Base

group Base

Basic data structure and preprocess

struct AllDimsCache
#include <all_dims_cache.h>

Represents a cache for frequency tables of all dimensions given df.

struct ContingencyTable
#include <contingency_table.h>

Represents a contingency table for a subset of variables. Key design: radix_weights[i] == product of cardinalities for variables to the right of i (i.e. var_ids[i+1], var_ids[i+2], …) Thus the least-significant “digit” is the last variable in var_ids. make_key uses these precomputed weights directly (no extra mult loop).

Public Functions

ContingencyTable(const std::vector<size_t> &var_ids, const DataframeWrapper &df)

Construct a new ContingencyTable from a subset of variables.

Parameters:
  • var_ids – The column indices of the variables to include (must be sorted ascending).

  • df – The DataframeWrapper containing the data.

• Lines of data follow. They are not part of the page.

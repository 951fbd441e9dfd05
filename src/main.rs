//! DonCEyKongJr Game Server
//!
//! Authoritative game server for DonCEyKongJr.

use std::sync::Arc;
use std::time::Duration;

use anyhow::Context;
use clap::Parser;
use tokio::net::TcpListener;
use tracing::{info, warn};
use tracing_subscriber::EnvFilter;

use doncey_kong::{
    admin::{run_console, ConsoleExit},
    GameServer, RoomManager, ServerConfig, SessionRegistry, VERSION,
};

#[tokio::main]
async fn main() -> anyhow::Result<()> {
    // Load .env file if present
    dotenvy::dotenv().ok();

    // Initialize logging
    tracing_subscriber::fmt()
        .with_env_filter(EnvFilter::try_from_default_env().unwrap_or_else(|_| EnvFilter::new("info")))
        .with_target(false)
        .init();

    let config = ServerConfig::parse();
    config.validate().context("invalid configuration")?;

    info!("DonCEyKongJr Server v{}", VERSION);
    info!(
        "Tick rate {} Hz, up to {} matches of {} players",
        config.tick_rate, config.max_matches, config.max_players
    );

    let registry = Arc::new(SessionRegistry::new(config.max_connections));
    let rooms = RoomManager::new(config.room_config(), registry.clone());
    let server = Arc::new(GameServer::new(config.network_config(), registry.clone(), rooms.clone()));

    let tcp_addr = config.tcp_addr();
    let tcp = TcpListener::bind(tcp_addr)
        .await
        .with_context(|| format!("failed to bind tcp {}", tcp_addr))?;
    let ws = match config.ws_addr() {
        Some(addr) => Some(
            TcpListener::bind(addr)
                .await
                .with_context(|| format!("failed to bind websocket {}", addr))?,
        ),
        None => None,
    };

    let server_task = {
        let server = server.clone();
        tokio::spawn(async move { server.run_with_listeners(tcp, ws).await })
    };

    let console = (!config.no_console).then(|| tokio::spawn(run_console(rooms.clone(), registry.clone())));
    let console_quit = async move {
        if let Some(task) = console {
            if let Ok(ConsoleExit::Quit) = task.await {
                return;
            }
        }
        std::future::pending::<()>().await
    };

    tokio::select! {
        result = tokio::signal::ctrl_c() => {
            result.context("failed to listen for ctrl-c")?;
            info!("Ctrl-C received, shutting down");
        }
        _ = console_quit => info!("Quit requested from console"),
    }

    // Matches first so clients get MATCH_END before SHUTDOWN
    rooms.shutdown().await;
    server.shutdown();
    server_task.await.context("server task panicked")??;

    let drained = tokio::time::timeout(Duration::from_secs(1), async {
        while registry.count().await > 0 {
            tokio::time::sleep(Duration::from_millis(20)).await;
        }
    })
    .await;
    if drained.is_err() {
        warn!("{} sessions still open at exit", registry.count().await);
    }

    info!("Server stopped");
    Ok(())
}
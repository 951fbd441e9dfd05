//! # DonCEyKongJr Game Server
//!
//! Authoritative multiplayer server for DonCEyKongJr. Matches run a
//! deterministic fixed-tick simulation; clients send actions and receive
//! snapshots, deltas and events.
//!
//! ## Architecture
//!
//! ```text
//! ┌─────────────────────────────────────────────────────────────┐
//! │                  DONCEYKONGJR SERVER                         │
//! ├─────────────────────────────────────────────────────────────┤
//! │  core/           - Deterministic primitives                  │
//! │  ├── fixed.rs    - Q16.16 fixed-point arithmetic             │
//! │  ├── vec2.rs     - 2D vector with fixed-point                │
//! │  ├── rng.rs      - Deterministic Xorshift128+ PRNG           │
//! │  └── hash.rs     - State hashing for verification            │
//! │                                                              │
//! │  game/           - Game logic (deterministic)                │
//! │  ├── map.rs      - Vines, platforms, water and goal          │
//! │  ├── input.rs    - Actions, intents, receipt-order queue     │
//! │  ├── state.rs    - Match, player, crocodile, fruit state     │
//! │  ├── tick.rs     - Authoritative simulation loop             │
//! │  ├── collision.rs- Contact detection                         │
//! │  ├── crocodile.rs- Crocodile spawning and movement           │
//! │  └── fruit.rs    - Fruit placement and pickup                │
//! │                                                              │
//! │  room/           - Matches (one task per match)              │
//! │  ├── manager.rs  - Create, join, leave, teardown             │
//! │  ├── actor.rs    - Match task driving the tick               │
//! │  ├── broadcast.rs- Snapshot/delta fan-out                    │
//! │  └── delta.rs    - Snapshot diffing                          │
//! │                                                              │
//! │  network/        - Networking (non-deterministic)            │
//! │  ├── server.rs   - TCP + WebSocket server                    │
//! │  ├── protocol.rs - Message types                             │
//! │  └── session.rs  - Session registry                          │
//! │                                                              │
//! │  admin.rs        - Operator console                          │
//! │  config.rs       - Command line / environment config         │
//! └─────────────────────────────────────────────────────────────┘
//! ```
//!
//! ## Determinism Guarantee
//!
//! The `core/` and `game/` modules are **100% deterministic**:
//! - No floating-point arithmetic in game logic
//! - No HashMap (uses BTreeMap for sorted iteration)
//! - No system time dependencies
//! - All randomness from seeded Xorshift128+
//!
//! Given identical inputs and RNG seed, a match produces **identical
//! state hashes** on any platform.

#![warn(missing_docs)]
#![warn(clippy::all)]
#![deny(unsafe_code)]

pub mod core;
pub mod game;
pub mod room;
pub mod network;
pub mod admin;
pub mod config;

// Re-export commonly used types
pub use core::fixed::{Fixed, FIXED_ONE, FIXED_HALF, FIXED_SCALE};
pub use core::vec2::FixedVec2;
pub use core::rng::DeterministicRng;
pub use game::state::{SimulationState, PlayerState, PlayerId};
pub use room::{MatchId, RoomConfig, RoomManager};
pub use network::{GameServer, SessionRegistry};
pub use config::ServerConfig;

/// Crate version
pub const VERSION: &str = env!("CARGO_PKG_VERSION");

/// Default simulation tick rate (Hz)
pub const DEFAULT_TICK_RATE: u32 = 20;

/// Default TCP port
pub const DEFAULT_PORT: u16 = 5555;
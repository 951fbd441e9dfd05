//! Snapshot Diffing
//!
//! Builds a [`StateDelta`] from the snapshot a client acknowledged to the
//! current one. Entities are matched by id; anything new or changed is sent
//! whole, anything missing is listed as removed.

use std::collections::BTreeMap;

use crate::network::protocol::{StateDelta, StateSnapshot};

/// Entities present in `current` that are new or differ from `base`,
/// plus the keys present only in `base`.
fn diff_entities<T, K, F>(base: &[T], current: &[T], key: F) -> (Vec<T>, Vec<K>)
where
    T: Clone + PartialEq,
    K: Ord + Clone,
    F: Fn(&T) -> K,
{
    let base_by_key: BTreeMap<K, &T> = base.iter().map(|e| (key(e), e)).collect();
    let current_keys: BTreeMap<K, ()> = current.iter().map(|e| (key(e), ())).collect();

    let changed = current
        .iter()
        .filter(|e| base_by_key.get(&key(e)).map_or(true, |b| *b != *e))
        .cloned()
        .collect();

    let removed = base_by_key
        .keys()
        .filter(|k| !current_keys.contains_key(*k))
        .cloned()
        .collect();

    (changed, removed)
}

/// Delta from `base` to `current`, or `None` when nothing changed.
pub fn diff_snapshots(base: &StateSnapshot, current: &StateSnapshot) -> Option<StateDelta> {
    let (players, removed_players) =
        diff_entities(&base.players, &current.players, |p| p.session_id.clone());
    let (crocodiles, removed_crocodiles) = diff_entities(&base.crocodiles, &current.crocodiles, |c| c.id);
    let (fruits, removed_fruits) = diff_entities(&base.fruits, &current.fruits, |f| f.id);

    let header_changed = base.tick != current.tick
        || base.level != current.level
        || base.speed_multiplier != current.speed_multiplier
        || base.paused != current.paused
        || base.phase != current.phase;

    let entities_changed = !players.is_empty()
        || !crocodiles.is_empty()
        || !fruits.is_empty()
        || !removed_players.is_empty()
        || !removed_crocodiles.is_empty()
        || !removed_fruits.is_empty();

    if !header_changed && !entities_changed {
        return None;
    }

    Some(StateDelta {
        base_tick: base.tick,
        tick: current.tick,
        level: current.level,
        speed_multiplier: current.speed_multiplier,
        paused: current.paused,
        phase: current.phase,
        state_hash: current.state_hash.clone(),
        players,
        crocodiles,
        fruits,
        removed_players,
        removed_crocodiles,
        removed_fruits,
    })
}

#[cfg(test)]
mod tests {
    use super::*;
    use crate::game::crocodile::spawn_initial_crocodiles;
    use crate::game::fruit::add_fruit;
    use crate::game::state::{PlayerId, SimulationState};
    use crate::core::fixed::from_int;

    fn capture(state: &SimulationState) -> StateSnapshot {
        StateSnapshot::capture(state, &BTreeMap::new())
    }

    #[test]
    fn test_identical_snapshots_produce_nothing() {
        let mut state = SimulationState::empty([0; 16], 1);
        spawn_initial_crocodiles(&mut state);
        let snapshot = capture(&state);

        assert!(diff_snapshots(&snapshot, &snapshot).is_none());
    }

    #[test]
    fn test_changed_and_removed_entities() {
        let mut state = SimulationState::empty([0; 16], 1);
        spawn_initial_crocodiles(&mut state);
        let stay = PlayerId([1; 16]);
        let go = PlayerId([2; 16]);
        state.add_player(stay);
        state.add_player(go);
        let fruit = add_fruit(&mut state, 1, from_int(200), 50).unwrap();
        let base = capture(&state);

        // One crocodile moves, a player leaves, the fruit is eaten
        let first_croc = *state.crocodiles.keys().next().unwrap();
        state.crocodiles.get_mut(&first_croc).unwrap().y += from_int(3);
        state.remove_player(&go);
        state.fruits.clear();
        state.tick = 1;
        let current = capture(&state);

        let delta = diff_snapshots(&base, &current).unwrap();
        assert_eq!(delta.base_tick, 0);
        assert_eq!(delta.tick, 1);
        assert_eq!(delta.crocodiles.len(), 1);
        assert_eq!(delta.crocodiles[0].id, first_croc);
        assert!(delta.players.is_empty());
        assert_eq!(delta.removed_players, vec![go.to_uuid_string()]);
        assert_eq!(delta.removed_fruits, vec![fruit]);
        assert!(delta.removed_crocodiles.is_empty());
    }

    #[test]
    fn test_new_entities_are_sent_whole() {
        let state = SimulationState::empty([0; 16], 1);
        let base = capture(&state);

        let mut next = state.clone();
        let id = PlayerId([7; 16]);
        next.add_player(id);
        let current = capture(&next);

        let delta = diff_snapshots(&base, &current).unwrap();
        assert_eq!(delta.players.len(), 1);
        assert_eq!(delta.players[0].session_id, id.to_uuid_string());

        let json = serde_json::to_string(&delta).unwrap();
        assert!(json.contains("\"baseTick\":0"));
        // Empty lists are left out
        assert!(!json.contains("removedFruits"));
    }
}
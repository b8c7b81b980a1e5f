//! Migration planner.
//!
//! Turns classifications into an ordered list of atomic actions. Phases run
//! `Merge`, `Move`, `Archive`, `Delete`, lexical within a phase. Each action
//! carries every file that references what it removes at the moment it runs,
//! so a move and all of its reference rewrites land together and reference
//! cycles never block planning.

use crate::core::classify::{Classification, Verdict};
use crate::core::error::ReshelfError;
use crate::core::refgraph::ReferenceGraph;
use crate::plugins::archive::{self, ArchiveManifest};
use serde::{Deserialize, Serialize};
use std::collections::{BTreeMap, BTreeSet};
use std::fmt;

/// Referrer files whose reference text must change with an action.
#[derive(Debug, Clone, Default, PartialEq, Eq, Serialize, Deserialize)]
pub struct RewriteSet {
    pub files: BTreeSet<String>,
}

impl RewriteSet {
    pub fn len(&self) -> usize {
        self.files.len()
    }

    pub fn is_empty(&self) -> bool {
        self.files.is_empty()
    }
}

/// Where one removed file's content ends up.
#[derive(Debug, Clone, PartialEq, Eq, Serialize, Deserialize)]
pub struct ArchiveSlot {
    pub src: String,
    pub archive_dst: String,
    pub content_hash: String,
    /// Identical content is already archived at `archive_dst`.
    pub reused: bool,
}

#[derive(Debug, Clone, PartialEq, Eq, Serialize, Deserialize)]
#[serde(tag = "op", rename_all = "snake_case")]
pub enum MigrationAction {
    Move {
        src: String,
        dst: String,
        rewrites: RewriteSet,
    },
    Merge {
        srcs: Vec<String>,
        dst: String,
        archived: Vec<ArchiveSlot>,
        rewrites: RewriteSet,
    },
    Archive {
        slot: ArchiveSlot,
        rewrites: RewriteSet,
    },
    Delete {
        slot: ArchiveSlot,
        rewrites: RewriteSet,
    },
}

impl MigrationAction {
    pub fn op(&self) -> &'static str {
        match self {
            MigrationAction::Move { .. } => "move",
            MigrationAction::Merge { .. } => "merge",
            MigrationAction::Archive { .. } => "archive",
            MigrationAction::Delete { .. } => "delete",
        }
    }

    pub fn rewrites(&self) -> &RewriteSet {
        match self {
            MigrationAction::Move { rewrites, .. }
            | MigrationAction::Merge { rewrites, .. }
            | MigrationAction::Archive { rewrites, .. }
            | MigrationAction::Delete { rewrites, .. } => rewrites,
        }
    }

    /// Files this action takes out of the tree.
    pub fn sources(&self) -> Vec<&str> {
        match self {
            MigrationAction::Move { src, .. } => vec![src.as_str()],
            MigrationAction::Merge { srcs, .. } => srcs.iter().map(String::as_str).collect(),
            MigrationAction::Archive { slot, .. } | MigrationAction::Delete { slot, .. } => {
                vec![slot.src.as_str()]
            }
        }
    }
}

impl fmt::Display for MigrationAction {
    fn fmt(&self, f: &mut fmt::Formatter<'_>) -> fmt::Result {
        match self {
            MigrationAction::Move { src, dst, .. } => write!(f, "move {} -> {}", src, dst),
            MigrationAction::Merge { srcs, dst, .. } => {
                write!(f, "merge {} -> {}", srcs.join(", "), dst)
            }
            MigrationAction::Archive { slot, .. } => {
                write!(f, "archive {} -> {}", slot.src, slot.archive_dst)
            }
            MigrationAction::Delete { slot, .. } => {
                write!(f, "delete {} -> {}", slot.src, slot.archive_dst)
            }
        }
    }
}

#[derive(Debug, Clone, PartialEq, Eq, Serialize, Deserialize)]
pub struct MigrationPlan {
    pub run_stamp: String,
    pub archive_dir: String,
    pub actions: Vec<MigrationAction>,
    /// Left in place pending an explicit disposition.
    pub unclassified: Vec<Classification>,
}

impl MigrationPlan {
    pub fn is_empty(&self) -> bool {
        self.actions.is_empty()
    }
}

pub struct PlanInput<'a> {
    pub classifications: &'a [Classification],
    pub graph: &'a ReferenceGraph,
    pub manifest: &'a ArchiveManifest,
    pub archive_dir: &'a str,
    pub run_stamp: &'a str,
    /// Whether a repo-relative path is occupied on disk (archive included).
    pub occupied: &'a dyn Fn(&str) -> bool,
}

/// Reference pairs as they will stand after the actions planned so far.
struct EdgeTable {
    edges: BTreeSet<(String, String)>,
}

impl EdgeTable {
    fn from_graph(graph: &ReferenceGraph) -> Self {
        EdgeTable {
            edges: graph
                .edges
                .iter()
                .map(|e| (e.from.clone(), e.to.clone()))
                .collect(),
        }
    }

    fn referrers(&self, targets: &[&str], leaving: &[&str]) -> RewriteSet {
        let files = self
            .edges
            .iter()
            .filter(|(from, to)| {
                targets.contains(&to.as_str()) && !leaving.contains(&from.as_str())
            })
            .map(|(from, _)| from.clone())
            .collect();
        RewriteSet { files }
    }

    /// `old` becomes `new` on both ends; `None` drops its edges.
    fn replace(&mut self, old: &str, new: Option<&str>, drop_outbound: bool) {
        let edges = std::mem::take(&mut self.edges);
        for (from, to) in edges {
            let from = if from == old {
                match new {
                    Some(n) if !drop_outbound => n.to_string(),
                    _ => continue,
                }
            } else {
                from
            };
            let to = if to == old {
                match new {
                    Some(n) => n.to_string(),
                    None => continue,
                }
            } else {
                to
            };
            if from != to {
                self.edges.insert((from, to));
            }
        }
    }
}

struct SlotAllocator<'a> {
    input: &'a PlanInput<'a>,
    planned: BTreeMap<String, String>,
    taken: BTreeSet<String>,
}

impl<'a> SlotAllocator<'a> {
    fn new(input: &'a PlanInput<'a>) -> Self {
        SlotAllocator {
            input,
            planned: BTreeMap::new(),
            taken: BTreeSet::new(),
        }
    }

    fn slot(&mut self, src: &str) -> Result<ArchiveSlot, ReshelfError> {
        let content_hash = self
            .input
            .graph
            .hash_of(src)
            .ok_or_else(|| ReshelfError::NotFound(format!("{} is not in the inventory", src)))?
            .to_string();

        if let Some(entry) = self.input.manifest.find_by_hash(&content_hash) {
            if (self.input.occupied)(&entry.archive_path) {
                return Ok(ArchiveSlot {
                    src: src.to_string(),
                    archive_dst: entry.archive_path.clone(),
                    content_hash,
                    reused: true,
                });
            }
        }
        if let Some(dst) = self.planned.get(&content_hash) {
            return Ok(ArchiveSlot {
                src: src.to_string(),
                archive_dst: dst.clone(),
                content_hash,
                reused: true,
            });
        }

        let base = archive::archive_destination(self.input.archive_dir, self.input.run_stamp, src);
        let taken = |p: &str| self.taken.contains(p) || (self.input.occupied)(p);
        let archive_dst = archive::resolve_collision(&base, &taken)?;
        self.taken.insert(archive_dst.clone());
        self.planned.insert(content_hash.clone(), archive_dst.clone());
        Ok(ArchiveSlot {
            src: src.to_string(),
            archive_dst,
            content_hash,
            reused: false,
        })
    }
}

/// Order moves so that a move whose destination is vacated by another move
/// runs after it. A destination chain that loops back is a cycle.
fn order_moves(moves: &BTreeMap<String, String>) -> Result<Vec<(String, String)>, ReshelfError> {
    let mut pending = moves.clone();
    let mut ordered = Vec::with_capacity(moves.len());
    while !pending.is_empty() {
        let ready = pending
            .iter()
            .find(|(_, dst)| !pending.contains_key(*dst))
            .map(|(src, dst)| (src.clone(), dst.clone()));
        match ready {
            Some((src, dst)) => {
                pending.remove(&src);
                ordered.push((src, dst));
            }
            None => {
                let start = pending.keys().next().cloned().unwrap_or_default();
                let mut cycle = vec![start.clone()];
                let mut cursor = start;
                while let Some(next) = pending.get(&cursor) {
                    let seen = cycle.contains(next);
                    cycle.push(next.clone());
                    if seen {
                        break;
                    }
                    cursor = next.clone();
                }
                return Err(ReshelfError::PlanCycleError(format!(
                    "move destinations form a cycle: {}",
                    cycle.join(" -> ")
                )));
            }
        }
    }
    Ok(ordered)
}

pub fn build_plan(input: &PlanInput<'_>) -> Result<MigrationPlan, ReshelfError> {
    let mut merges: BTreeMap<String, Vec<String>> = BTreeMap::new();
    let mut moves: BTreeMap<String, String> = BTreeMap::new();
    let mut archives: Vec<String> = Vec::new();
    let mut deletes: Vec<String> = Vec::new();
    let mut unclassified = Vec::new();

    for c in input.classifications {
        match &c.verdict {
            Verdict::Conforming => {}
            Verdict::MergeCandidate(dst) => {
                merges.entry(dst.clone()).or_default().push(c.file.clone())
            }
            Verdict::RelocateCandidate(dst) => {
                moves.insert(c.file.clone(), dst.clone());
            }
            Verdict::ArchiveCandidate => archives.push(c.file.clone()),
            Verdict::DeleteCandidate => deletes.push(c.file.clone()),
            Verdict::Unclassified => unclassified.push(c.clone()),
        }
    }
    for srcs in merges.values_mut() {
        srcs.sort();
    }
    archives.sort();
    deletes.sort();

    let leaving: BTreeSet<&str> = merges
        .values()
        .flatten()
        .chain(moves.keys())
        .chain(archives.iter())
        .chain(deletes.iter())
        .map(String::as_str)
        .collect();
    let merge_sources: BTreeSet<&str> = merges.values().flatten().map(String::as_str).collect();

    for dst in merges.keys() {
        if !input.graph.contains_node(dst) {
            return Err(ReshelfError::PlanConflict(format!(
                "merge target {} does not exist",
                dst
            )));
        }
        if leaving.contains(dst.as_str()) {
            return Err(ReshelfError::PlanConflict(format!(
                "merge target {} is itself leaving the tree",
                dst
            )));
        }
    }
    let mut claimed: BTreeMap<&str, &str> = BTreeMap::new();
    for (src, dst) in &moves {
        if let Some(other) = claimed.insert(dst.as_str(), src.as_str()) {
            return Err(ReshelfError::PlanConflict(format!(
                "{} and {} both move to {}",
                other, src, dst
            )));
        }
        if merges.contains_key(dst) {
            return Err(ReshelfError::PlanConflict(format!(
                "{} moves onto merge target {}",
                src, dst
            )));
        }
        let occupant_stays = input.graph.contains_node(dst)
            && !moves.contains_key(dst)
            && !merge_sources.contains(dst.as_str());
        let untracked_occupant = !input.graph.contains_node(dst) && (input.occupied)(dst);
        if occupant_stays || untracked_occupant {
            return Err(ReshelfError::PlanConflict(format!(
                "{} cannot move to {}: destination is occupied",
                src, dst
            )));
        }
    }
    let ordered_moves = order_moves(&moves)?;

    let mut edges = EdgeTable::from_graph(input.graph);
    let mut slots = SlotAllocator::new(input);
    let mut actions = Vec::new();

    for (dst, srcs) in &merges {
        let src_refs: Vec<&str> = srcs.iter().map(String::as_str).collect();
        let rewrites = edges.referrers(&src_refs, &src_refs);
        let archived = srcs
            .iter()
            .map(|s| slots.slot(s))
            .collect::<Result<Vec<_>, _>>()?;
        for s in srcs {
            edges.replace(s, Some(dst), true);
        }
        actions.push(MigrationAction::Merge {
            srcs: srcs.clone(),
            dst: dst.clone(),
            archived,
            rewrites,
        });
    }

    for (src, dst) in ordered_moves {
        let rewrites = edges.referrers(&[src.as_str()], &[src.as_str()]);
        edges.replace(&src, Some(&dst), false);
        actions.push(MigrationAction::Move { src, dst, rewrites });
    }

    for src in &archives {
        let rewrites = edges.referrers(&[src.as_str()], &[src.as_str()]);
        let slot = slots.slot(src)?;
        edges.replace(src, None, true);
        actions.push(MigrationAction::Archive { slot, rewrites });
    }

    for src in &deletes {
        let rewrites = edges.referrers(&[src.as_str()], &[src.as_str()]);
        let slot = slots.slot(src)?;
        edges.replace(src, None, true);
        actions.push(MigrationAction::Delete { slot, rewrites });
    }

    Ok(MigrationPlan {
        run_stamp: input.run_stamp.to_string(),
        archive_dir: input.archive_dir.to_string(),
        actions,
        unclassified,
    })
}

ContingencyTable marginalize_to(const std::vector<size_t> &var_ids_tgt) const

Marginalize this contingency table S down to a subset T ⊆ S.

Parameters:

var_ids_tgt – Sorted ascending subset of this->var_ids.

Returns:

New ContingencyTable defined on var_ids_tgt with counts aggregated. Complexity: O(nnz(S) * |T|), where nnz(S) == counts.size().

template<typename RowLike>
inline size_t make_key(const RowLike &row) const noexcept

Create a linear key from a row-like object (supports operator[]). Uses precomputed radix_weights for clarity and speed.

struct DataframeWrapper
#include <dataframe_wrapper.h>

A wrapper struct for a pandas DataFrame.

This struct is used to store the data from a pandas DataFrame. It stores the data in two formats: column-major and row-major. It also stores the mapping between the column names and the column indices, and the mapping between the column values and the column value indices. using uint8_t to minimize data size and improve cache hit rate (uint8_t is still redundant)

Public Functions

DataframeWrapper(const py::object &dataframe)

Construct a new Dataframe Wrapper from a pandas DataFrame.

The constructor extracts the column names, value mappings, and stores the data in both column-major and row-major formats.

Parameters:

dataframe – The pandas DataFrame to wrap.